TITLE=A Human TSC1 Variant Screening Platform in Gabaergic Cortical Interneurons for Genotype to Phenotype Assessments

JOURNAL=Frontiers in Molecular Neuroscience

VOLUME=Volume 13 - 2020

YEAR=2020

URL=https://www.frontiersin.org/journals/molecular-neuroscience/articles/10.3389/fnmol.2020.573409

DOI=10.3389/fnmol.2020.573409

ISSN=1662-5099

ABSTRACT=The TSC1 and TSC2 genes are connected to multiple syndromes from Tuberous Sclerosis Complex (TSC) to Autism Spectrum Disorder (ASD), with uncertainty if genetic variants cause all or subsets of phenotypes based on the location and type of change. For TSC1, few have addressed if non-TSC associated genetic variants have direct contributions to changes in neurological genotype-to-phenotype impacts, including elevated rates of ASD and seizures. Dominant variants cause TSC, yet TSC1 has many heritable variants not dominant for TSC that are poorly understood in neurological function, with some associated to ASD. Herein, we examined how some missense variants in TSC1, R336W, T360N, T393I, S403L and H732Y, impacted the development of cortical inhibitory interneurons, cell-types whose molecular, cellular and physiological properties are altered after loss of mouse Tsc1. We found that most missense variants complemented phenotypes caused by loss of Tsc1, i.e. increased cell size and several cell intrinsic physiological properties.

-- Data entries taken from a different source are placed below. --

//! Deployed Credential Inventory
//!
//! Enumerates the Kafka credentials that workloads actually have mounted,
//! across any number of cluster contexts. A credential is a Kubernetes
//! Secret written by Aivenator, annotated with the service user it holds.

use async_trait::async_trait;
use chrono::{DateTime, Utc};
use futures::future::try_join_all;
use k8s_openapi::api::core::v1::Secret;
use kube::api::ListParams;
use kube::config::{KubeConfigOptions, Kubeconfig};
use kube::{Api, Client, Config};
use std::collections::{BTreeMap, HashSet};
use std::hash::{Hash, Hasher};
use tracing::{debug, info};

use crate::error::{ReaperError, Result};

/// Label put on every credential secret Aivenator manages
pub const CREDENTIAL_SELECTOR: &str = "type=aivenator.aiven.nais.io";

pub const SERVICE_USER_ANNOTATION: &str = "kafka.aiven.nais.io/serviceUser";
pub const POOL_ANNOTATION: &str = "kafka.aiven.nais.io/pool";
pub const PROTECTED_ANNOTATION: &str = "aivenator.aiven.nais.io/protected";

/// Data keys holding the last rotation time, newest convention first
const UPDATED_AT_KEYS: [&str; 2] = ["AIVEN_SECRET_UPDATED", "KAFKA_SECRET_UPDATED"];

/// Secret contents kept for diagnostics; never part of a credential's identity
#[derive(Debug, Clone, Default)]
pub struct CredentialPayload {
    pub labels: BTreeMap<String, String>,
    pub annotations: BTreeMap<String, String>,
    pub data: BTreeMap<String, String>,
    pub created_at: Option<DateTime<Utc>>,
}

impl CredentialPayload {
    pub fn label(&self, key: &str) -> Option<&str> {
        self.labels.get(key).map(String::as_str)
    }

    pub fn annotation(&self, key: &str) -> Option<&str> {
        self.annotations.get(key).map(String::as_str)
    }

    pub fn updated_at(&self) -> Option<&str> {
        UPDATED_AT_KEYS
            .iter()
            .find_map(|k| self.data.get(*k))
            .map(String::as_str)
    }
}

/// A service user credential deployed to a cluster
#[derive(Debug, Clone)]
pub struct DeployedCredential {
    pub username: String,
    pub name: String,
    pub namespace: String,
    pub context: String,
    pub payload: CredentialPayload,
}

impl DeployedCredential {
    pub fn new(
        username: impl Into<String>,
        name: impl Into<String>,
        namespace: impl Into<String>,
        context: impl Into<String>,
    ) -> Self {
        Self {
            username: username.into(),
            name: name.into(),
            namespace: namespace.into(),
            context: context.into(),
            payload: CredentialPayload::default(),
        }
    }

    fn key(&self) -> (&str, &str, &str, &str) {
        (&self.username, &self.name, &self.namespace, &self.context)
    }
}

impl PartialEq for DeployedCredential {
    fn eq(&self, other: &Self) -> bool {
        self.key() == other.key()
    }
}

impl Eq for DeployedCredential {}

impl Hash for DeployedCredential {
    fn hash<H: Hasher>(&self, state: &mut H) {
        self.key().hash(state);
    }
}

/// Filters for one inventory query
#[derive(Debug, Clone, Default)]
pub struct CredentialQuery {
    /// Restrict to the team's namespace
    pub team: Option<String>,
    /// Keep only credentials for this Aiven project (pool)
    pub project: Option<String>,
    /// Restrict to one application's secrets
    pub app: Option<String>,
}

impl CredentialQuery {
    /// An empty team means no team restriction
    pub fn for_team(team: Option<&str>) -> Self {
        Self {
            team: team.filter(|t| !t.is_empty()).map(str::to_string),
            ..Default::default()
        }
    }

    pub fn with_app(mut self, app: impl Into<String>) -> Self {
        self.app = Some(app.into());
        self
    }

    pub fn label_selector(&self) -> String {
        match &self.app {
            Some(app) => format!("{},app={}", CREDENTIAL_SELECTOR, app),
            None => CREDENTIAL_SELECTOR.to_string(),
        }
    }
}

/// Lists deployed credentials in one cluster context
#[async_trait]
pub trait CredentialSource: Send + Sync {
    async fn list_credentials(
        &self,
        context: &str,
        query: &CredentialQuery,
    ) -> Result<Vec<DeployedCredential>>;
}

/// Query every context and union the results
///
/// The first failing context aborts the whole fetch; a partial view could
/// make live users look orphaned.
pub async fn fetch_credentials<S>(
    source: &S,
    contexts: &[String],
    query: &CredentialQuery,
) -> Result<HashSet<DeployedCredential>>
where
    S: CredentialSource + ?Sized,
{
    let per_context = try_join_all(
        contexts
            .iter()
            .map(|context| source.list_credentials(context, query)),
    )
    .await?;

    let mut credentials = HashSet::new();
    for (context, found) in contexts.iter().zip(per_context) {
        info!(context = %context, count = found.len(), "Listed credentials");
        credentials.extend(found);
    }

    Ok(credentials)
}

/// Reads credential secrets through the local kubeconfig
#[derive(Debug, Default)]
pub struct KubeCredentialSource;

impl KubeCredentialSource {
    pub fn new() -> Self {
        Self
    }

    /// The kubeconfig's current context
    pub fn current_context() -> Result<String> {
        let kubeconfig = Kubeconfig::read().map_err(|e| ReaperError::CredentialSource {
            context: "<current>".to_string(),
            message: e.to_string(),
        })?;

        kubeconfig
            .current_context
            .ok_or_else(|| ReaperError::CredentialSource {
                context: "<current>".to_string(),
                message: "kubeconfig has no current context".to_string(),
            })
    }

    async fn client_for(&self, context: &str) -> Result<Client> {
        let options = KubeConfigOptions {
            context: Some(context.to_string()),
            ..Default::default()
        };

        let config = Config::from_kubeconfig(&options)
            .await
            .map_err(|e| source_error(context, e))?;

        Client::try_from(config).map_err(|e| source_error(context, e))
    }
}

#[async_trait]
impl CredentialSource for KubeCredentialSource {
    async fn list_credentials(
        &self,
        context: &str,
        query: &CredentialQuery,
    ) -> Result<Vec<DeployedCredential>> {
        let client = self.client_for(context).await?;

        let api: Api<Secret> = match &query.team {
            Some(team) => Api::namespaced(client, team),
            None => Api::all(client),
        };

        let selector = query.label_selector();
        debug!(context = %context, selector = %selector, "Listing credential secrets");

        let secrets = api
            .list(&ListParams::default().labels(&selector))
            .await
            .map_err(|e| source_error(context, e))?;

        Ok(secrets
            .items
            .into_iter()
            .filter_map(|s| credential_from_secret(s, context, query.project.as_deref()))
            .collect())
    }
}

fn source_error(context: &str, err: impl std::fmt::Display) -> ReaperError {
    ReaperError::CredentialSource {
        context: context.to_string(),
        message: err.to_string(),
    }
}

/// Extract a credential from an Aivenator secret
///
/// Secrets without a service user annotation, or for another pool when a
/// project filter is given, are skipped.
pub fn credential_from_secret(
    secret: Secret,
    context: &str,
    project: Option<&str>,
) -> Option<DeployedCredential> {
    let metadata = secret.metadata;
    let annotations = metadata.annotations.unwrap_or_default();

    let username = annotations
        .get(SERVICE_USER_ANNOTATION)
        .filter(|u| !u.is_empty())?
        .clone();

    if let Some(project) = project {
        if annotations.get(POOL_ANNOTATION).map(String::as_str) != Some(project) {
            return None;
        }
    }

    let data = secret
        .data
        .unwrap_or_default()
        .into_iter()
        .map(|(k, v)| (k, String::from_utf8_lossy(&v.0).into_owned()))
        .collect();

    Some(DeployedCredential {
        username,
        name: metadata.name.unwrap_or_default(),
        namespace: metadata.namespace.unwrap_or_default(),
        context: context.to_string(),
        payload: CredentialPayload {
            labels: metadata.labels.unwrap_or_default(),
            annotations,
            data,
            created_at: metadata.creation_timestamp.map(|t| t.0),
        },
    })
}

However, distinct variants, particularly S403L showed deficits in complementing an increase in parvalbumin levels and exhibited smaller amplitude after hyperpolarizations. Overall, these data show that subtle phenotypes can be induced by some TSC1 missense variants and provide an in vivo system to better assess TSC1 variants’ neurological impact.